|
Description
|
When "6541014 ldmd fails to obtain the PRI via libpri and aborts" was fixed I think it introduced a race condition for accessing a new global variable pri_fd. As an observer it seemed like the motive for the change was to avoid pri_get() rapidly open()ing and close()ing the device.
When I ran FMD under mdb and observed its execution thru pri_init(), I saw subsequent threads read a non -1 pri_fd value and consequently fail. My understanding of Solaris threads and shared objects is that given a piece of global data in the shared object, multiple threads within a single process will share a common instance of the global variable, and separate processes will each have a private instance of the global variable.
During an mdb session it looked like ldom_fmri_retire() was called with a NULL lhp by the cpumem-retire agent, which implies the agent's global var cma_lhp was NULL, which could only be the case if ldom_init() returned NULL, which will happen if pri_init() fails or *allocp() fails. pri_init() now fails if it cannot open() the device node or if it's being called after a previous successful pri_init() without an intervening pri_fini(), ie, pri_fd had already been set, which was indeed the case (its value was 0x17).
Per discussion with Ash Saulsbury, this bug previously listed as:
libpri is not thread safe and mishandles pri_fd
is being recast as:
libldom should init libpri just once vs many times
The intended usage of libpri is that within a given process, there should only be a single pri_init() call at startup and a single pri_fini() call before exiting.
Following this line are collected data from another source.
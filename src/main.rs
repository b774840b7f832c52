//! Streaming demo CLI
//!
//! Streams a synthetic test-pattern camera to an inference server and prints
//! the predictions it returns. A harness for the pipeline, not a UI.

use anyhow::Result;
use clap::Parser;
use sign_stream::{StreamConfig, StreamSession, TestPatternBackend};
use std::sync::Arc;
use tracing::{info, warn};
use tracing_subscriber::{fmt, EnvFilter};

#[derive(Parser, Debug)]
#[command(name = "sign-stream")]
#[command(about = "Stream camera frames to a sign-language inference server")]
#[command(version)]
struct Cli {
    /// Path to configuration file
    #[arg(short, long, default_value = "config.toml")]
    config: String,

    /// Override the inference server URL
    #[arg(short, long)]
    server_url: Option<String>,

    /// Enable verbose logging
    #[arg(short, long)]
    verbose: bool,
}

#[tokio::main]
async fn main() -> Result<()> {
    let cli = Cli::parse();

    let filter = if cli.verbose {
        EnvFilter::new("debug")
    } else {
        EnvFilter::try_from_default_env().unwrap_or_else(|_| EnvFilter::new("info"))
    };

    fmt().with_env_filter(filter).with_target(false).init();

    let mut config = if std::path::Path::new(&cli.config).exists() {
        info!(config_path = %cli.config, "Loading configuration");
        StreamConfig::load(&cli.config)?
    } else {
        info!("No config file found, using defaults");
        StreamConfig::default()
    };

    if let Some(url) = cli.server_url {
        config.server_url = url;
    }

    info!(
        server = %config.server_url,
        fps = config.frame_rate,
        resolution = %format!("{}x{}", config.width, config.height),
        "Starting stream session"
    );

    let backend = Arc::new(TestPatternBackend::new());
    let mut session = StreamSession::new(backend, config)?;

    session
        .connect(Arc::new(|prediction| {
            info!(
                letter = %prediction.letter,
                confidence = %format!("{:.2}", prediction.confidence),
                "Prediction"
            );
        }))
        .await?;

    info!("Streaming started, press Ctrl+C to stop");

    let mut stats_ticker = tokio::time::interval(std::time::Duration::from_secs(10));
    stats_ticker.tick().await; // first tick fires immediately

    loop {
        tokio::select! {
            _ = tokio::signal::ctrl_c() => break,
            _ = stats_ticker.tick() => {
                let transport = session.transport_stats();
                if let Some(encoder) = session.encoder_stats() {
                    info!(
                        encoded = encoder.frames_encoded,
                        sent = transport.frames_sent,
                        predictions = transport.predictions_received,
                        skipped = encoder.ticks_skipped,
                        "Stats"
                    );
                }
                if !session.status().is_active() {
                    warn!(status = ?session.status(), "Stream is down, exiting");
                    break;
                }
            }
        }
    }

    info!("Shutting down");
    session.disconnect().await;

    Ok(())
}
FMD is the only known multithreaded process using libpri; and all of those threads go thru libldom to access the PRI (as a MD). libldom is to be changed so that pri_init() and pri_fini() are called only once for the life of the process.
Why should libldom be changed to enforce a libpri deficiency? libpri should be changed to recognize when it's being called multiple times in the same process, and ignore all but the first, otherwise, other libpri consumers will need to same sorts of workarounds.
|